Indexed annuities were designed to provide CD-type returns, so the “market upside with no downside” pitch is a factual nonstarter. Income riders attached to indexed annuities do provide an income guarantee, but are a commodity and should be shopped for the highest contractual payout if you are planning to turn on income in the future. If the agent inappropriately uses the made up word “hybrid” to try and sell you a “too good to be true” indexed annuity, hang up the phone or walk out of the meeting because you are being misled and sold.
If you want to buy your agent or advisor a car, then go to the dealership and get one. However, don’t reward them with a high commission annuity for taking the easy way out when times are tough.
Annuities are not the perfect ‘PILL’
An annuity is a contract between you and the issuing carrier. Its common sense that you need to read the contract, because that is what will actually happen. Remember that annuities are not investments. They are contractually guaranteed transfer of risk strategies. That is a fact.
Annuities solve for only four things.
- Principal protection
- Income for life
- Long-term care
Or “PILL.” If you do not need to solve for one or more of these contractual solutions, then you do not need an annuity. It sounds simple, because it is and should be this basic when making an annuity buying decision. Annuities should always be owned for what they will do, not what they might do.
Annuities do have their place in some (not all) portfolios, and should be considered as a non-market asset. Just make sure that you are contractually solving for a specific solution, and not basing your decision on a non-guaranteed return scenario that an agent is promoting.
Annuity ‘caveat emptor’
There are many annuity promoters that have had their “market downturn” advertisements ready to go when the next round of volatility happens. Well here we are, so get ready for the upcoming onslaught.

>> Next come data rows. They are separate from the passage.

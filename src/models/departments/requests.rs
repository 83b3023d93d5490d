use crate::models::common::PaginationQuery;
use serde::Deserialize;
use ts_rs::TS;

// 部门查询参数（来自HTTP请求）
#[derive(Debug, Deserialize, TS)]
#[ts(export, export_to = "../frontend/src/types/generated/department.ts")]
pub struct DepartmentListParams {
    #[serde(flatten)]
    #[ts(flatten)]
    pub pagination: PaginationQuery,
    pub search: Option<String>,
}

// 创建部门请求
#[derive(Debug, Deserialize, TS)]
#[ts(export, export_to = "../frontend/src/types/generated/department.ts")]
pub struct CreateDepartmentRequest {
    pub name: String,
    pub code: String,
    pub description: Option<String>,
}

// 更新部门请求
#[derive(Debug, Deserialize, TS)]
#[ts(export, export_to = "../frontend/src/types/generated/department.ts")]
pub struct UpdateDepartmentRequest {
    pub name: Option<String>,
    pub description: Option<String>,
}

// 部门列表查询参数（用于存储层）
#[derive(Debug, Clone, Deserialize, TS)]
#[ts(export, export_to = "../frontend/src/types/generated/department.ts")]
pub struct DepartmentListQuery {
    pub page: Option<i64>,
    pub size: Option<i64>,
    pub search: Option<String>,
}
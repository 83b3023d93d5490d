pub mod login;
pub mod logout;
pub mod profile;
pub mod register;
pub mod token;

use actix_web::{HttpRequest, HttpResponse, Result as ActixResult};
use std::sync::Arc;

use crate::config::AppConfig;
use crate::storage::Storage;

pub struct AuthService {
    storage: Option<Arc<dyn Storage>>,
}

impl AuthService {
    pub fn new_lazy() -> Self {
        Self { storage: None }
    }

    pub(crate) fn get_storage(&self, request: &HttpRequest) -> Arc<dyn Storage> {
        if let Some(storage) = &self.storage {
            storage.clone()
        } else {
            request
                .app_data::<actix_web::web::Data<Arc<dyn Storage>>>()
                .expect("Storage not found in app data")
                .get_ref()
                .clone()
        }
    }

    pub(crate) fn get_config(&self) -> &AppConfig {
        AppConfig::get()
    }

    // 登录验证
    pub async fn login(
        &self,
        login_request: crate::models::auth::requests::LoginRequest,
        request: &HttpRequest,
    ) -> ActixResult<HttpResponse> {
        login::handle_login(self, login_request, request).await
    }

    // 登出
    pub async fn logout(&self) -> ActixResult<HttpResponse> {
        logout::handle_logout().await
    }

    // 学生自助注册
    pub async fn register(
        &self,
        register_request: crate::models::auth::requests::RegisterRequest,
        request: &HttpRequest,
    ) -> ActixResult<HttpResponse> {
        register::handle_register(self, register_request, request).await
    }

    // 刷新令牌
    pub async fn refresh_token(&self, request: &HttpRequest) -> ActixResult<HttpResponse> {
        token::handle_refresh_token(self, request).await
    }

    // 验证令牌
    pub async fn verify_token(&self, request: &HttpRequest) -> ActixResult<HttpResponse> {
        token::handle_verify_token(self, request).await
    }

    // 获取当前登录用户信息
    pub async fn get_user(&self, request: &HttpRequest) -> ActixResult<HttpResponse> {
        token::handle_get_user(self, request).await
    }

    // 更新当前登录用户资料
    pub async fn update_profile(
        &self,
        update_request: crate::models::auth::requests::UpdateProfileRequest,
        request: &HttpRequest,
    ) -> ActixResult<HttpResponse> {
        profile::handle_update_profile(self, update_request, request).await
    }
}
use actix_web::{HttpRequest, HttpResponse, Result as ActixResult};

use super::UserService;
use crate::models::users::responses::UserResponse;
use crate::models::{ApiResponse, ErrorCode};

pub async fn get_user(
    service: &UserService,
    user_id: i64,
    request: &HttpRequest,
) -> ActixResult<HttpResponse> {
    let storage = service.get_storage(request);

    match storage.get_user_by_id(user_id).await {
        Ok(Some(user)) => Ok(HttpResponse::Ok().json(ApiResponse::success(
            UserResponse { user },
            "User information retrieved successfully",
        ))),
        Ok(None) => Ok(HttpResponse::NotFound().json(ApiResponse::error_empty(
            ErrorCode::UserNotFound,
            "User not found",
        ))),
        Err(e) => Ok(
            HttpResponse::InternalServerError().json(ApiResponse::error_empty(
                ErrorCode::InternalServerError,
                format!("Failed to get user information: {e}"),
            )),
        ),
    }
}
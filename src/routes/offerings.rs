use actix_web::{HttpRequest, HttpResponse, Result as ActixResult, web};
use once_cell::sync::Lazy;

use crate::middlewares;
use crate::models::offerings::requests::{
    CreateOfferingRequest, OfferingListParams, UpdateOfferingRequest,
};
use crate::models::users::entities::UserRole;
use crate::services::OfferingService;
use crate::utils::SafeIDI64;

// 懒加载的全局 OfferingService 实例
static OFFERING_SERVICE: Lazy<OfferingService> = Lazy::new(OfferingService::new_lazy);

// HTTP处理程序
pub async fn list_offerings(
    req: HttpRequest,
    query: web::Query<OfferingListParams>,
) -> ActixResult<HttpResponse> {
    OFFERING_SERVICE
        .list_offerings(query.into_inner(), &req)
        .await
}

pub async fn create_offering(
    req: HttpRequest,
    offering_data: web::Json<CreateOfferingRequest>,
) -> ActixResult<HttpResponse> {
    OFFERING_SERVICE
        .create_offering(offering_data.into_inner(), &req)
        .await
}

pub async fn get_offering(req: HttpRequest, offering_id: SafeIDI64) -> ActixResult<HttpResponse> {
    OFFERING_SERVICE.get_offering(offering_id.0, &req).await
}

pub async fn update_offering(
    req: HttpRequest,
    offering_id: SafeIDI64,
    update_data: web::Json<UpdateOfferingRequest>,
) -> ActixResult<HttpResponse> {
    OFFERING_SERVICE
        .update_offering(offering_id.0, update_data.into_inner(), &req)
        .await
}

pub async fn delete_offering(
    req: HttpRequest,
    offering_id: SafeIDI64,
) -> ActixResult<HttpResponse> {
    OFFERING_SERVICE.delete_offering(offering_id.0, &req).await
}

// 配置路由
pub fn configure_offering_routes(cfg: &mut web::ServiceConfig) {
    cfg.service(
        web::scope("/api/v1/offerings")
            .wrap(middlewares::RequireJWT)
            .service(
                // 选课页对所有登录用户开放，开课管理是管理员操作
                web::resource("")
                    .route(web::get().to(list_offerings))
                    .route(
                        web::post()
                            .to(create_offering)
                            .wrap(middlewares::RequireRole::new_any(UserRole::admin_roles())),
                    ),
            )
            .service(
                web::resource("/{id}")
                    .route(web::get().to(get_offering))
                    .route(
                        web::put()
                            .to(update_offering)
                            .wrap(middlewares::RequireRole::new_any(UserRole::admin_roles())),
                    )
                    .route(
                        web::delete()
                            .to(delete_offering)
                            .wrap(middlewares::RequireRole::new_any(UserRole::admin_roles())),
                    ),
            ),
    );
}
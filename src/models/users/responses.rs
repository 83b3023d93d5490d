use super::entities::User;
use crate::models::common::PaginationInfo;
use serde::Serialize;
use ts_rs::TS;

// 用户响应
#[derive(Debug, Serialize, TS)]
#[ts(export, export_to = "../frontend/src/types/generated/user.ts")]
pub struct UserResponse {
    pub user: User,
}

// 用户列表响应
#[derive(Debug, Serialize, TS)]
#[ts(export, export_to = "../frontend/src/types/generated/user.ts")]
pub struct UserListResponse {
    pub items: Vec<User>,
    pub pagination: PaginationInfo,
}
//! 课程实体

use sea_orm::entity::prelude::*;

#[derive(Clone, Debug, PartialEq, DeriveEntityModel)]
#[sea_orm(table_name = "courses")]
pub struct Model {
    #[sea_orm(primary_key)]
    pub id: i64,
    #[sea_orm(unique)]
    pub code: String,
    pub name: String,
    pub department_id: i64,
    pub credits: i32,
    pub description: Option<String>,
    pub created_at: i64,
    pub updated_at: i64,
}

#[derive(Copy, Clone, Debug, EnumIter, DeriveRelation)]
pub enum Relation {
    #[sea_orm(
        belongs_to = "super::departments::Entity",
        from = "Column::DepartmentId",
        to = "super::departments::Column::Id"
    )]
    Department,
    #[sea_orm(has_many = "super::course_offerings::Entity")]
    CourseOfferings,
}

impl Related<super::departments::Entity> for Entity {
    fn to() -> RelationDef {
        Relation::Department.def()
    }
}

impl Related<super::course_offerings::Entity> for Entity {
    fn to() -> RelationDef {
        Relation::CourseOfferings.def()
    }
}

impl ActiveModelBehavior for ActiveModel {}

// 从数据库模型转换为业务模型
impl Model {
    pub fn into_course(self) -> crate::models::courses::entities::Course {
        use crate::models::courses::entities::Course;
        use chrono::{DateTime, Utc};

        Course {
            id: self.id,
            code: self.code,
            name: self.name,
            department_id: self.department_id,
            credits: self.credits,
            description: self.description,
            created_at: DateTime::<Utc>::from_timestamp(self.created_at, 0).unwrap_or_default(),
            updated_at: DateTime::<Utc>::from_timestamp(self.updated_at, 0).unwrap_or_default(),
        }
    }
}
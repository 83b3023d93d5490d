use actix_web::{HttpRequest, HttpResponse, Result as ActixResult};

use super::DepartmentService;
use crate::models::{ApiResponse, ErrorCode};

pub async fn delete_department(
    service: &DepartmentService,
    department_id: i64,
    request: &HttpRequest,
) -> ActixResult<HttpResponse> {
    let storage = service.get_storage(request);

    match storage.delete_department(department_id).await {
        Ok(true) => Ok(HttpResponse::Ok().json(ApiResponse::<()>::success_empty("部门已删除"))),
        Ok(false) => Ok(HttpResponse::NotFound().json(ApiResponse::error_empty(
            ErrorCode::DepartmentNotFound,
            "Department not found",
        ))),
        Err(e) => Ok(
            HttpResponse::InternalServerError().json(ApiResponse::error_empty(
                ErrorCode::InternalServerError,
                format!("Failed to delete department: {e}"),
            )),
        ),
    }
}
//! 学期实体

use sea_orm::entity::prelude::*;

#[derive(Clone, Debug, PartialEq, DeriveEntityModel)]
#[sea_orm(table_name = "semesters")]
pub struct Model {
    #[sea_orm(primary_key)]
    pub id: i64,
    pub academic_year_id: i64,
    pub name: String,
    pub start_date: Date,
    pub end_date: Date,
    pub is_current: bool,
    pub created_at: i64,
    pub updated_at: i64,
}

#[derive(Copy, Clone, Debug, EnumIter, DeriveRelation)]
pub enum Relation {
    #[sea_orm(
        belongs_to = "super::academic_years::Entity",
        from = "Column::AcademicYearId",
        to = "super::academic_years::Column::Id"
    )]
    AcademicYear,
    #[sea_orm(has_many = "super::course_offerings::Entity")]
    CourseOfferings,
}

impl Related<super::academic_years::Entity> for Entity {
    fn to() -> RelationDef {
        Relation::AcademicYear.def()
    }
}

impl Related<super::course_offerings::Entity> for Entity {
    fn to() -> RelationDef {
        Relation::CourseOfferings.def()
    }
}

impl ActiveModelBehavior for ActiveModel {}

// 从数据库模型转换为业务模型
impl Model {
    pub fn into_semester(self) -> crate::models::terms::entities::Semester {
        use crate::models::terms::entities::{Semester, SemesterName};
        use chrono::{DateTime, Utc};

        Semester {
            id: self.id,
            academic_year_id: self.academic_year_id,
            name: self
                .name
                .parse::<SemesterName>()
                .unwrap_or(SemesterName::Fall),
            start_date: self.start_date,
            end_date: self.end_date,
            is_current: self.is_current,
            created_at: DateTime::<Utc>::from_timestamp(self.created_at, 0).unwrap_or_default(),
            updated_at: DateTime::<Utc>::from_timestamp(self.updated_at, 0).unwrap_or_default(),
        }
    }
}
pub mod shutdown;
pub mod startup;
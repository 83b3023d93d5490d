use actix_web::{HttpRequest, HttpResponse, Result as ActixResult};

use super::AttendanceService;
use crate::errors::SchoolSystemError;
use crate::models::attendance::requests::{AttendanceListQuery, MarkAttendanceRequest};
use crate::models::{ApiResponse, ErrorCode};

pub async fn mark_teacher_attendance(
    service: &AttendanceService,
    mark_data: MarkAttendanceRequest,
    request: &HttpRequest,
) -> ActixResult<HttpResponse> {
    let storage = service.get_storage(request);

    match storage.mark_teacher_attendance(mark_data).await {
        Ok(record) => {
            Ok(HttpResponse::Created().json(ApiResponse::success(record, "考勤登记成功")))
        }
        Err(SchoolSystemError::Conflict(msg)) => Ok(HttpResponse::Conflict()
            .json(ApiResponse::error_empty(ErrorCode::AttendanceAlreadyMarked, msg))),
        Err(SchoolSystemError::NotFound(msg)) => Ok(HttpResponse::NotFound()
            .json(ApiResponse::error_empty(ErrorCode::TeacherNotFound, msg))),
        Err(e) => Ok(
            HttpResponse::InternalServerError().json(ApiResponse::error_empty(
                ErrorCode::InternalServerError,
                format!("Failed to mark attendance: {e}"),
            )),
        ),
    }
}

pub async fn list_teacher_attendance(
    service: &AttendanceService,
    query: AttendanceListQuery,
    request: &HttpRequest,
) -> ActixResult<HttpResponse> {
    let storage = service.get_storage(request);

    match storage.list_teacher_attendance(query).await {
        Ok(response) => Ok(HttpResponse::Ok().json(ApiResponse::success(
            response,
            "Attendance records retrieved successfully",
        ))),
        Err(SchoolSystemError::NotFound(msg)) => Ok(HttpResponse::NotFound()
            .json(ApiResponse::error_empty(ErrorCode::TeacherNotFound, msg))),
        Err(e) => Ok(
            HttpResponse::InternalServerError().json(ApiResponse::error_empty(
                ErrorCode::InternalServerError,
                format!("Failed to retrieve attendance records: {e}"),
            )),
        ),
    }
}
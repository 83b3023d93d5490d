use actix_web::{HttpRequest, HttpResponse, Result as ActixResult};

use super::AssignmentService;
use crate::errors::SchoolSystemError;
use crate::models::assignments::requests::CreateAssignmentRequest;
use crate::models::{ApiResponse, ErrorCode};

pub async fn create_assignment(
    service: &AssignmentService,
    assignment_data: CreateAssignmentRequest,
    request: &HttpRequest,
) -> ActixResult<HttpResponse> {
    if assignment_data.title.trim().is_empty() {
        return Ok(HttpResponse::BadRequest().json(ApiResponse::error_empty(
            ErrorCode::BadRequest,
            "Assignment title is required",
        )));
    }

    if assignment_data.total_marks <= 0.0 {
        return Ok(HttpResponse::BadRequest().json(ApiResponse::error_empty(
            ErrorCode::BadRequest,
            "total_marks must be positive",
        )));
    }

    let storage = service.get_storage(request);

    match storage.create_assignment(assignment_data).await {
        Ok(assignment) => {
            Ok(HttpResponse::Created().json(ApiResponse::success(assignment, "作业创建成功")))
        }
        Err(SchoolSystemError::NotFound(msg)) => Ok(HttpResponse::NotFound()
            .json(ApiResponse::error_empty(ErrorCode::OfferingNotFound, msg))),
        Err(e) => Ok(
            HttpResponse::InternalServerError().json(ApiResponse::error_empty(
                ErrorCode::InternalServerError,
                format!("Failed to create assignment: {e}"),
            )),
        ),
    }
}
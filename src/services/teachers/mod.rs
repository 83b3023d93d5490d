pub mod create;
pub mod delete;
pub mod get;
pub mod list;
pub mod update;

use actix_web::{HttpRequest, HttpResponse, Result as ActixResult};
use std::sync::Arc;

use crate::models::teachers::requests::{
    CreateTeacherRequest, TeacherListParams, UpdateTeacherRequest,
};
use crate::storage::Storage;

pub struct TeacherService {
    storage: Option<Arc<dyn Storage>>,
}

impl TeacherService {
    pub fn new_lazy() -> Self {
        Self { storage: None }
    }

    pub(crate) fn get_storage(&self, request: &HttpRequest) -> Arc<dyn Storage> {
        if let Some(storage) = &self.storage {
            storage.clone()
        } else {
            request
                .app_data::<actix_web::web::Data<Arc<dyn Storage>>>()
                .expect("Storage not found in app data")
                .get_ref()
                .clone()
        }
    }

    pub async fn list_teachers(
        &self,
        query: TeacherListParams,
        request: &HttpRequest,
    ) -> ActixResult<HttpResponse> {
        list::list_teachers(self, query, request).await
    }

    pub async fn create_teacher(
        &self,
        teacher_data: CreateTeacherRequest,
        request: &HttpRequest,
    ) -> ActixResult<HttpResponse> {
        create::create_teacher(self, teacher_data, request).await
    }

    pub async fn get_teacher_profile(
        &self,
        teacher_id: i64,
        request: &HttpRequest,
    ) -> ActixResult<HttpResponse> {
        get::get_teacher_profile(self, teacher_id, request).await
    }

    pub async fn update_teacher(
        &self,
        teacher_id: i64,
        update_data: UpdateTeacherRequest,
        request: &HttpRequest,
    ) -> ActixResult<HttpResponse> {
        update::update_teacher(self, teacher_id, update_data, request).await
    }

    pub async fn delete_teacher(
        &self,
        teacher_id: i64,
        request: &HttpRequest,
    ) -> ActixResult<HttpResponse> {
        delete::delete_teacher(self, teacher_id, request).await
    }
}
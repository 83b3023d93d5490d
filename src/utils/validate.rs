use once_cell::sync::Lazy;
use regex::Regex;

static USERNAME_RE: Lazy<Regex> =
    Lazy::new(|| Regex::new(r"^[A-Za-z0-9_-]+$").expect("Invalid username regex"));

static EMAIL_RE: Lazy<Regex> = Lazy::new(|| {
    Regex::new(r"^[A-Za-z0-9._%+-]+@[A-Za-z0-9.-]+\.[A-Z|a-z]{2,}$").expect("Invalid email regex")
});

static CODE_RE: Lazy<Regex> =
    Lazy::new(|| Regex::new(r"^[A-Za-z0-9_-]+$").expect("Invalid code regex"));

static ACADEMIC_YEAR_RE: Lazy<Regex> =
    Lazy::new(|| Regex::new(r"^(\d{4})-(\d{4})$").expect("Invalid academic year regex"));

/// 单项成绩上限：平时 30 + 期中 30 + 期末 40，总分 100
pub const ASSIGNMENT_SCORE_MAX: f64 = 30.0;
pub const MIDTERM_SCORE_MAX: f64 = 30.0;
pub const FINAL_SCORE_MAX: f64 = 40.0;

pub fn validate_username(username: &str) -> Result<(), &'static str> {
    // 用户名长度校验：5 <= x <= 16
    if username.len() < 5 || username.len() > 16 {
        return Err("Username length must be between 5 and 16 characters");
    }
    // 用户名格式校验：只能包含字母、数字、下划线或连字符
    if !USERNAME_RE.is_match(username) {
        return Err("Username must contain only letters, numbers, underscores or hyphens");
    }
    Ok(())
}

pub fn validate_email(email: &str) -> Result<(), &'static str> {
    // 邮箱格式校验：必须包含 @ 和 .
    if !EMAIL_RE.is_match(email) {
        return Err("Email format is invalid");
    }
    Ok(())
}

/// 密码策略验证结果
#[derive(Debug, Clone)]
pub struct PasswordValidationResult {
    pub is_valid: bool,
    pub errors: Vec<&'static str>,
}

impl PasswordValidationResult {
    pub fn error_message(&self) -> String {
        self.errors.join("; ")
    }
}

/// 验证密码是否符合安全策略
///
/// 策略要求：
/// - 最小长度：8 字符
/// - 必须包含：大写字母 + 小写字母 + 数字
/// - 可选：特殊字符（增强安全性）
pub fn validate_password(password: &str) -> PasswordValidationResult {
    let mut errors = Vec::new();

    // 1. 长度检查：至少 8 个字符
    if password.len() < 8 {
        errors.push("Password must be at least 8 characters long");
    }

    // 2. 大写字母检查
    if !password.chars().any(|c| c.is_ascii_uppercase()) {
        errors.push("Password must contain at least one uppercase letter");
    }

    // 3. 小写字母检查
    if !password.chars().any(|c| c.is_ascii_lowercase()) {
        errors.push("Password must contain at least one lowercase letter");
    }

    // 4. 数字检查
    if !password.chars().any(|c| c.is_ascii_digit()) {
        errors.push("Password must contain at least one digit");
    }

    // 5. 常见弱密码检查
    let weak_passwords = [
        "password",
        "12345678",
        "123456789",
        "qwerty123",
        "admin123",
        "password1",
        "Password1",
        "Qwerty123",
        "Abcd1234",
    ];
    if weak_passwords
        .iter()
        .any(|&weak| password.eq_ignore_ascii_case(weak))
    {
        errors.push("Password is too common, please choose a stronger password");
    }

    PasswordValidationResult {
        is_valid: errors.is_empty(),
        errors,
    }
}

/// 简化的密码验证（返回 Result）
pub fn validate_password_simple(password: &str) -> Result<(), String> {
    let result = validate_password(password);
    if result.is_valid {
        Ok(())
    } else {
        Err(result.error_message())
    }
}

pub fn validate_student_code(code: &str) -> Result<(), &'static str> {
    if code.is_empty() || code.len() > 20 {
        return Err("Student code length must be between 1 and 20 characters");
    }
    if !CODE_RE.is_match(code) {
        return Err("Student code must contain only letters, numbers, underscores or hyphens");
    }
    Ok(())
}

pub fn validate_teacher_code(code: &str) -> Result<(), &'static str> {
    if code.is_empty() || code.len() > 20 {
        return Err("Teacher code length must be between 1 and 20 characters");
    }
    if !CODE_RE.is_match(code) {
        return Err("Teacher code must contain only letters, numbers, underscores or hyphens");
    }
    Ok(())
}

/// 学年名称形如 "2024-2025"，后一年必须紧跟前一年
pub fn validate_academic_year_name(name: &str) -> Result<(), &'static str> {
    let Some(caps) = ACADEMIC_YEAR_RE.captures(name) else {
        return Err("Academic year name must look like 2024-2025");
    };
    let first: i32 = caps[1].parse().map_err(|_| "Academic year is out of range")?;
    let second: i32 = caps[2].parse().map_err(|_| "Academic year is out of range")?;
    if second != first + 1 {
        return Err("Academic year must span two consecutive years");
    }
    Ok(())
}

/// 校验三项成绩各自的取值范围
pub fn validate_score_components(
    assignment: Option<f64>,
    midterm: Option<f64>,
    final_score: Option<f64>,
) -> Result<(), String> {
    let checks = [
        ("assignment score", assignment, ASSIGNMENT_SCORE_MAX),
        ("midterm score", midterm, MIDTERM_SCORE_MAX),
        ("final score", final_score, FINAL_SCORE_MAX),
    ];
    for (label, value, max) in checks {
        if let Some(v) = value
            && (v < 0.0 || v > max)
        {
            return Err(format!("{label} must be between 0 and {max}"));
        }
    }
    Ok(())
}

#[cfg(test)]
mod tests {
    use super::*;

    #[test]
    fn test_valid_password() {
        assert!(validate_password("SecureP@ss1").is_valid);
        assert!(validate_password("MyP@ssw0rd").is_valid);
        assert!(validate_password("SecurePass123").is_valid);
    }

    #[test]
    fn test_short_password() {
        let result = validate_password("Ab1");
        assert!(!result.is_valid);
        assert!(
            result
                .errors
                .contains(&"Password must be at least 8 characters long")
        );
    }

    #[test]
    fn test_no_uppercase() {
        let result = validate_password("abcd1234");
        assert!(!result.is_valid);
        assert!(
            result
                .errors
                .contains(&"Password must contain at least one uppercase letter")
        );
    }

    #[test]
    fn test_no_lowercase() {
        let result = validate_password("ABCD1234");
        assert!(!result.is_valid);
        assert!(
            result
                .errors
                .contains(&"Password must contain at least one lowercase letter")
        );
    }

    #[test]
    fn test_no_digit() {
        let result = validate_password("AbcdEfgh");
        assert!(!result.is_valid);
        assert!(
            result
                .errors
                .contains(&"Password must contain at least one digit")
        );
    }

    #[test]
    fn test_common_password() {
        let result = validate_password("Password1");
        assert!(!result.is_valid);
        assert!(
            result
                .errors
                .contains(&"Password is too common, please choose a stronger password")
        );
    }

    #[test]
    fn test_student_code() {
        assert!(validate_student_code("STU000001").is_ok());
        assert!(validate_student_code("S2024-001").is_ok());
        assert!(validate_student_code("").is_err());
        assert!(validate_student_code("编号一").is_err());
        assert!(validate_student_code("A".repeat(21).as_str()).is_err());
    }

    #[test]
    fn test_academic_year_name() {
        assert!(validate_academic_year_name("2024-2025").is_ok());
        assert!(validate_academic_year_name("2024-2026").is_err());
        assert!(validate_academic_year_name("2024/2025").is_err());
        assert!(validate_academic_year_name("24-25").is_err());
    }

    #[test]
    fn test_score_components() {
        assert!(validate_score_components(Some(30.0), Some(0.0), Some(40.0)).is_ok());
        assert!(validate_score_components(None, None, None).is_ok());
        assert!(validate_score_components(Some(30.5), None, None).is_err());
        assert!(validate_score_components(None, Some(-1.0), None).is_err());
        assert!(validate_score_components(None, None, Some(40.1)).is_err());
    }
}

The bad-chicken-dinner seminar invitations will start appearing in your mailbox, and the TV and radio ads are in cue. The Internet scare videos have been edited, and your email inbox is getting ready to get hammered with unregulated annuity solicitations.
The bottom line is that the perfect annuity product to solve all of your portfolio fears does not exist.
No one has the perfect answer for market volatility. That includes the person trying to sell you that too-good-to-be-true annuity.